La directora se ha revelado de pronto como una experta en filmar cuerpos. En esa insospechada capacidad parece residir la vitalidad secreta de su película, el núcleo de esencial gracia y nobleza al que La canción de las novias ignora solo en parte. Ese tercer plano, esa “zona”, no termina de ser homosexual, permanece ambigua, irresuelta como portadora de deseo pero decidida como lugar de resistencia. Es carne siempre sufriente la que la habita y constituye, eso seguro. Pero es al fin también (sobre todo) carne de mujeres, a su modo sediciosa e insubordinada: en su primer momento de intimidad luego de la boda, la chica judía no quiere que el flamante marido le toque un pelo, se resiste, se le escabulle de la cama, y el tipo baja la cabeza y se resigna, acepta a su pesar. Cuando los soldados alemanes entran de sopetón requisando judías en el sauna, se llevan a la rastra a las que no tienen el velo islámico, es decir a las que están menos cubiertas que las otras.

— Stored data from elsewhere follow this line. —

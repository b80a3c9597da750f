//! URL handling module for Sumi-Trawl
//!
//! This module provides URL canonicalization, registrable-domain extraction,
//! glob matching for form URL patterns, and the allowed-domain check.

mod domain;
mod matcher;
mod normalize;

// Re-export main functions
pub use domain::{extract_domain, registrable_domain, registrable_from_host};
pub use matcher::{host_within, matches_glob};
pub use normalize::{canonicalize, canonicalize_url, normalize_resource_url, resolve_link};

use url::Url;

/// Checks whether a URL stays inside the allowed domain set
///
/// A URL is allowed when its registrable domain is listed, or when its host
/// sits under any listed entry (which lets operators allow a single
/// subdomain such as `docs.example.org`). Domain entries are expected in
/// lowercase.
///
/// # Examples
///
/// ```
/// use url::Url;
/// use sumi_trawl::url::is_domain_allowed;
///
/// let domains = vec!["example.com".to_string()];
/// let url = Url::parse("https://shop.example.com/cart").unwrap();
/// assert!(is_domain_allowed(&url, &domains));
///
/// let url = Url::parse("https://example.org/").unwrap();
/// assert!(!is_domain_allowed(&url, &domains));
/// ```
pub fn is_domain_allowed<S: AsRef<str>>(url: &Url, domains: &[S]) -> bool {
    let Some(host) = extract_domain(url) else {
        return false;
    };

    // IP addresses have no subdomains
    if !matches!(url.host(), Some(url::Host::Domain(_))) {
        return domains.iter().any(|entry| entry.as_ref() == host);
    }

    let registrable = registrable_from_host(&host);
    domains.iter().any(|entry| {
        let entry = entry.as_ref();
        entry == registrable || host_within(entry, &host)
    })
}
//! State module for tracking crawl progress
//!
//! # Components
//!
//! - `TaskState`: the per-task protocol states (queued, loading, timed out, ...)
//! - `TaskTracker`: applies validated transitions for one task

mod task_state;

// Re-export main types
pub use task_state::{TaskState, TaskTracker};
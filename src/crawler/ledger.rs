//! Visited ledger: the crawl's deduplication set
//!
//! URLs are claimed when they are enqueued, not when they finish, so two
//! pages discovering the same link at the same moment cannot both schedule
//! it. Entries are never evicted during a run.

use crate::url::canonicalize;
use dashmap::DashSet;
use url::Url;

/// Concurrent set of canonical URLs that have been scheduled
#[derive(Debug, Default)]
pub struct VisitedLedger {
    seen: DashSet<String>,
}

impl VisitedLedger {
    pub fn new() -> Self {
        Self::default()
    }

    /// Claims a URL for scheduling
    ///
    /// The URL is canonicalized (fragment stripped) and inserted in a single
    /// atomic check-and-insert.
    ///
    /// # Returns
    ///
    /// * `true` - The URL was not present; the caller now owns scheduling it
    /// * `false` - The URL was already claimed (or cannot be canonicalized)
    pub fn try_claim(&self, url: &Url) -> bool {
        match canonicalize(url.clone()) {
            Ok(canonical) => self.seen.insert(canonical.into()),
            Err(e) => {
                tracing::debug!("Refusing to claim {}: {}", url, e);
                false
            }
        }
    }

    /// Returns true if the URL has already been claimed
    pub fn contains(&self, url: &Url) -> bool {
        canonicalize(url.clone())
            .map(|canonical| self.seen.contains(canonical.as_str()))
            .unwrap_or(false)
    }

    /// Number of claimed URLs
    pub fn len(&self) -> usize {
        self.seen.len()
    }

    pub fn is_empty(&self) -> bool {
        self.seen.is_empty()
    }
}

Son escenas breves, fugaces, que vienen a contrastar de modo palmario con el tono bastante convencional que afecta de manera general a la película.

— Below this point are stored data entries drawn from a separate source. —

//! Crawl scheduling and orchestration
//!
//! This module contains the core crawling logic, including:
//! - The visited ledger that keeps every URL to a single visit
//! - The priority work queue and its worker pool
//! - The domain/resource policy applied to outbound requests
//! - Post-load page behaviors
//! - Overall crawl coordination

pub mod behaviors;
mod coordinator;
pub mod ledger;
pub mod policy;
pub mod queue;

pub use coordinator::{Crawler, ErrorRecord, DEFAULT_PRIORITY};
pub use ledger::VisitedLedger;
pub use policy::{BlockReason, Policy, SessionFilter};
pub use queue::{Task, TaskHandler, TaskOptions, WorkQueue};

use crate::config::Config;
use crate::render::Engine;
use std::sync::Arc;

/// Runs a complete crawl with the given engine
///
/// Seeds from the configuration are queued, the crawl runs until it goes
/// quiet, and the engine is shut down. The returned crawler can still be
/// inspected for errors and statistics.
///
/// # Returns
///
/// * `Ok(Crawler)` - The crawl ran to completion (pages may have failed)
/// * `Err(TrawlError)` - The crawl could not run at all
pub async fn crawl(config: Config, engine: Arc<dyn Engine>) -> crate::Result<Crawler> {
    let crawler = Crawler::new(config, engine);
    crawler.init()?;

    let outcome = crawler.on_idle().await;
    crawler.close().await?;
    outcome.map(|()| crawler)
}
//! Rendering engine boundary
//!
//! The crawler never loads pages itself. It drives an [`Engine`] that
//! launches one shared [`Browser`] handle, and each task opens its own
//! [`Session`] on that handle. Every outbound request a session makes is
//! first shown to the installed [`RequestFilter`].
//!
//! The [`http`] submodule provides a static engine built on `reqwest` and
//! `scraper`. Engines that drive a real browser implement the same traits.

pub mod dom;
pub mod http;

pub use http::HttpEngine;

use async_trait::async_trait;
use serde::Deserialize;
use std::path::Path;
use std::sync::Arc;
use std::time::Duration;
use thiserror::Error;
use url::Url;

/// Category of a network request, as classified by the rendering engine
#[derive(Debug, Clone, Copy, PartialEq, Eq, Hash, Deserialize)]
#[serde(rename_all = "lowercase")]
pub enum ResourceKind {
    Document,
    Stylesheet,
    Image,
    Media,
    Font,
    Script,
    TextTrack,
    Xhr,
    Fetch,
    EventSource,
    WebSocket,
    Manifest,
    Object,
    Beacon,
    ImageSet,
    Ping,
    CspReport,
    Other,
}

impl ResourceKind {
    /// Resource kinds that are never needed to discover page structure
    pub fn default_blocked() -> Vec<ResourceKind> {
        vec![
            Self::Image,
            Self::Media,
            Self::Font,
            Self::TextTrack,
            Self::Object,
            Self::Beacon,
            Self::ImageSet,
        ]
    }
}

/// When a navigation counts as finished
#[derive(Debug, Clone, Copy, PartialEq, Eq, Default, Deserialize)]
#[serde(rename_all = "lowercase")]
pub enum WaitUntil {
    /// The `load` event fired
    Load,
    /// The `DOMContentLoaded` event fired
    DomContentLoaded,
    /// No network connections for 500 ms
    NetworkIdle0,
    /// At most two network connections for 500 ms
    #[default]
    NetworkIdle2,
}

/// An outbound request, as seen by the request filter
#[derive(Debug, Clone, PartialEq, Eq)]
pub struct Request {
    pub url: String,
    pub kind: ResourceKind,
    /// True for top-level document navigations (including redirects)
    pub is_navigation: bool,
}

impl Request {
    /// A top-level document navigation
    pub fn navigation(url: impl Into<String>) -> Self {
        Self {
            url: url.into(),
            kind: ResourceKind::Document,
            is_navigation: true,
        }
    }

    /// A sub-resource request issued by the page
    pub fn resource(url: impl Into<String>, kind: ResourceKind) -> Self {
        Self {
            url: url.into(),
            kind,
            is_navigation: false,
        }
    }
}

/// Outcome of filtering a request
#[derive(Debug, Clone, Copy, PartialEq, Eq)]
pub enum Decision {
    Allow,
    Block,
}

/// Decides whether a session may issue a request
pub trait RequestFilter: Send + Sync {
    fn decide(&self, request: &Request) -> Decision;
}

/// Options for launching the shared browser handle
#[derive(Debug, Clone, Default)]
pub struct LaunchOptions {
    /// Outbound proxy every session sends its traffic through
    pub proxy: Option<String>,
    pub user_agent: String,
}

/// Options for a single navigation
#[derive(Debug, Clone)]
pub struct NavigateOptions {
    pub wait_until: WaitUntil,
    pub timeout: Duration,
    /// Sent as the referrer of the top-level request
    pub referrer: Option<Url>,
}

/// Errors from a navigation
#[derive(Debug, Error, Clone, PartialEq, Eq)]
pub enum NavigationError {
    #[error("Navigation timeout of {timeout_ms} ms exceeded")]
    Timeout { timeout_ms: u64 },

    #[error("Request blocked by filter: {0}")]
    Blocked(String),

    #[error("{0}")]
    Failed(String),
}

/// Errors from the rendering engine outside of navigation
#[derive(Debug, Error)]
pub enum RenderError {
    #[error("{0} is not supported by this engine")]
    Unsupported(&'static str),

    #[error("Failed to launch browser: {0}")]
    Launch(String),

    #[error("Session error: {0}")]
    Session(String),

    #[error("Invalid selector '{0}'")]
    Selector(String),

    #[error("No element matches '{0}'")]
    NoMatch(String),

    #[error(transparent)]
    Navigation(#[from] NavigationError),

    #[error("IO error: {0}")]
    Io(#[from] std::io::Error),
}

/// A page-rendering capability that can launch the shared browser handle
#[async_trait]
pub trait Engine: Send + Sync {
    async fn launch(&self, options: &LaunchOptions) -> Result<Arc<dyn Browser>, RenderError>;
}

/// The shared browser-level handle
#[async_trait]
pub trait Browser: Send + Sync {
    /// Opens a new isolated page/session
    async fn open_session(&self) -> Result<Box<dyn Session>, RenderError>;

    /// Tears down the handle; all sessions must already be closed
    async fn close(&self) -> Result<(), RenderError>;
}

/// One isolated page
#[async_trait]
pub trait Session: Send {
    /// Installs the filter consulted before every outbound request
    fn set_request_filter(&mut self, filter: Arc<dyn RequestFilter>);

    /// Loads `url` as the top-level document
    async fn navigate(&mut self, url: &Url, options: &NavigateOptions)
        -> Result<(), NavigationError>;

    /// URL of the currently loaded document, after redirects
    fn current_url(&self) -> Option<Url>;

    /// Returns `attribute` of every element matching `selector`
    async fn query_all(
        &mut self,
        selector: &str,
        attribute: &str,
    ) -> Result<Vec<String>, RenderError>;

    /// Runs a script in the page and returns its result as a string
    async fn evaluate(&mut self, script: &str) -> Result<String, RenderError>;

    /// Sets the value of the first element matching `selector`
    async fn type_text(&mut self, selector: &str, value: &str) -> Result<(), RenderError>;

    /// Clicks the first element matching `selector`
    async fn click(&mut self, selector: &str) -> Result<(), RenderError>;

    /// Waits for the navigation triggered by the last interaction
    async fn wait_for_navigation(&mut self, timeout: Duration) -> Result<(), NavigationError>;

    async fn screenshot(&mut self, path: &Path) -> Result<(), RenderError>;

    async fn close(&mut self) -> Result<(), RenderError>;
}
//! Domain and resource policy for outbound requests
//!
//! [`Policy`] holds the immutable rules and exposes a pure decision function.
//! [`SessionFilter`] binds a policy to one rendering session and owns the
//! only mutable inputs: the per-load attempt counter and the timed-out flag.

use crate::config::PolicyConfig;
use crate::render::{Decision, Request, RequestFilter, ResourceKind};
use crate::url::{is_domain_allowed, normalize_resource_url};
use std::collections::{HashMap, HashSet};
use std::fmt;
use std::sync::atomic::{AtomicBool, AtomicU64, Ordering};
use std::sync::{Arc, Mutex};
use url::Url;

/// Third-party analytics and ad vendors that never help link discovery
pub const DEFAULT_BLOCKED_SUBSTRINGS: &[&str] = &[
    "google-analytics.com",
    "googletagmanager.com",
    "googleadservices.com",
    "googlesyndication.com",
    "doubleclick.net",
    "adservice.google.",
    "connect.facebook.net",
    "facebook.com/tr",
    "bat.bing.com",
    "hotjar.com",
    "fullstory.com",
    "mixpanel.com",
    "segment.io",
    "cdn.segment.com",
    "amplitude.com",
    "newrelic.com",
    "nr-data.net",
    "optimizely.com",
    "scorecardresearch.com",
    "quantserve.com",
    "criteo.com",
    "taboola.com",
    "outbrain.com",
    "adsrvr.org",
    "clarity.ms",
];

/// Why a request was blocked
#[derive(Debug, Clone, Copy, PartialEq, Eq)]
pub enum BlockReason {
    /// The owning page's navigation already timed out
    TimedOut,
    /// Too many requests to the same URL during this page load
    RetryCeiling,
    /// The resource kind is not needed for link discovery
    ResourceKind,
    /// The URL contains a denylisted substring
    Denylisted,
    /// A document navigation left the allowed domains
    ForeignDomain,
}

impl fmt::Display for BlockReason {
    fn fmt(&self, f: &mut fmt::Formatter<'_>) -> fmt::Result {
        let reason = match self {
            Self::TimedOut => "page timed out",
            Self::RetryCeiling => "retry ceiling exceeded",
            Self::ResourceKind => "blocked resource kind",
            Self::Denylisted => "denylisted",
            Self::ForeignDomain => "outside allowed domains",
        };
        f.write_str(reason)
    }
}

/// Immutable request filtering rules
#[derive(Debug, Clone)]
pub struct Policy {
    allowed_domains: Vec<String>,
    blocked_kinds: HashSet<ResourceKind>,
    blocked_substrings: Vec<String>,
    telemetry_prefixes: Vec<String>,
    retry_ceiling: u32,
}

impl Policy {
    /// Builds a policy from configuration
    ///
    /// The curated vendor list is merged with the operator block list unless
    /// `use-default-block-list` is turned off.
    pub fn new(config: &PolicyConfig, retry_ceiling: u32) -> Self {
        let mut blocked_substrings: Vec<String> = Vec::new();
        if config.use_default_block_list {
            blocked_substrings.extend(DEFAULT_BLOCKED_SUBSTRINGS.iter().map(|s| s.to_string()));
        }
        blocked_substrings.extend(config.block_list.iter().cloned());

        Self {
            allowed_domains: config.domains.clone(),
            blocked_kinds: config.blocked_resource_kinds.iter().copied().collect(),
            blocked_substrings,
            telemetry_prefixes: config.telemetry_endpoints.clone(),
            retry_ceiling,
        }
    }

    pub fn allowed_domains(&self) -> &[String] {
        &self.allowed_domains
    }

    /// True for the crawler's own diagnostics endpoints
    pub fn is_telemetry(&self, url: &str) -> bool {
        self.telemetry_prefixes
            .iter()
            .any(|prefix| url.starts_with(prefix.as_str()))
    }

    pub fn is_denylisted(&self, url: &str) -> bool {
        self.blocked_substrings
            .iter()
            .any(|needle| url.contains(needle.as_str()))
    }

    /// Applies the rules in order and returns the first one that blocks
    ///
    /// `attempts` is the number of requests to this URL seen during the
    /// current page load, including this one.
    pub fn judge(&self, request: &Request, timed_out: bool, attempts: u32) -> Option<BlockReason> {
        if self.is_telemetry(&request.url) {
            return None;
        }

        if timed_out {
            return Some(BlockReason::TimedOut);
        }

        if attempts > self.retry_ceiling {
            return Some(BlockReason::RetryCeiling);
        }

        if self.blocked_kinds.contains(&request.kind) {
            return Some(BlockReason::ResourceKind);
        }

        if self.is_denylisted(&request.url) {
            return Some(BlockReason::Denylisted);
        }

        if request.is_navigation {
            let in_scope = Url::parse(&request.url)
                .map(|url| is_domain_allowed(&url, &self.allowed_domains))
                .unwrap_or(false);
            if !in_scope {
                return Some(BlockReason::ForeignDomain);
            }
        }

        None
    }

    /// Pure allow/block decision
    pub fn evaluate(&self, request: &Request, timed_out: bool, attempts: u32) -> Decision {
        match self.judge(request, timed_out, attempts) {
            Some(_) => Decision::Block,
            None => Decision::Allow,
        }
    }

    /// Whether a discovered link may be scheduled as a new page
    ///
    /// This is the document-navigation rule applied ahead of time, plus the
    /// denylist, so links that would be blocked on load are never queued.
    pub fn is_crawlable(&self, url: &Url) -> bool {
        matches!(url.scheme(), "http" | "https")
            && is_domain_allowed(url, &self.allowed_domains)
            && !self.is_denylisted(url.as_str())
    }

    /// Creates a fresh filter for one rendering session
    pub fn session_filter(self: &Arc<Self>) -> Arc<SessionFilter> {
        Arc::new(SessionFilter::new(self.clone()))
    }
}

/// Request filter bound to a single rendering session
#[derive(Debug)]
pub struct SessionFilter {
    policy: Arc<Policy>,
    attempts: Mutex<HashMap<String, u32>>,
    timed_out: AtomicBool,
    blocked: AtomicU64,
}

impl SessionFilter {
    pub fn new(policy: Arc<Policy>) -> Self {
        Self {
            policy,
            attempts: Mutex::new(HashMap::new()),
            timed_out: AtomicBool::new(false),
            blocked: AtomicU64::new(0),
        }
    }

    /// Starts a new task: clears attempt counts and the timed-out flag
    pub fn reset(&self) {
        self.reset_attempts();
        self.timed_out.store(false, Ordering::SeqCst);
    }

    /// Starts a new page load within the same task
    ///
    /// The timed-out flag survives, so a page that timed out stays blocked.
    pub fn reset_attempts(&self) {
        self.attempts
            .lock()
            .unwrap_or_else(|poisoned| poisoned.into_inner())
            .clear();
    }

    /// Blocks every further non-telemetry request on this session
    pub fn mark_timed_out(&self) {
        self.timed_out.store(true, Ordering::SeqCst);
    }

    pub fn is_timed_out(&self) -> bool {
        self.timed_out.load(Ordering::SeqCst)
    }

    /// Number of requests this filter has blocked
    pub fn blocked_count(&self) -> u64 {
        self.blocked.load(Ordering::Relaxed)
    }

    fn record_attempt(&self, url: &str) -> u32 {
        let key = normalize_resource_url(url);
        let mut attempts = self
            .attempts
            .lock()
            .unwrap_or_else(|poisoned| poisoned.into_inner());
        let count = attempts.entry(key).or_insert(0);
        *count += 1;
        *count
    }
}

impl RequestFilter for SessionFilter {
    fn decide(&self, request: &Request) -> Decision {
        let attempts = self.record_attempt(&request.url);
        match self.policy.judge(request, self.is_timed_out(), attempts) {
            Some(reason) => {
                self.blocked.fetch_add(1, Ordering::Relaxed);
                tracing::debug!("Blocked {:?} {} ({})", request.kind, request.url, reason);
                Decision::Block
            }
            None => Decision::Allow,
        }
    }
}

Contra su alemanes de manual (el esquivo Fuhrer, fijo en sus fotos pero igualmente vociferante, los soldados impertérritos y eficaces) y la potencia arbórea de la dominación naturalizada (en Túnez, colonia francesa, los “nativos” no pueden compartir ciertos espacios públicos con los descendientes de europeos, por lo que la chica musulmana debe mirar desde lejos a su amiga probarse el vestido frente al espejo del negocio), La canción de las novias devela la fuerza apenas disimulada del encuentro de esos cuerpos a los que el orden se empeña en someter. Prácticamente sin escandalizarse, sujeta casi hasta las últimas consecuencias a la idea peregrina de un “cine de calidad”, en donde lo más importante es mantener las cosas en su sitio todo el tiempo que se pueda, la película alcanza a enorgullecerse de un hallazgo tardío: el fascismo tiene más de un domicilio.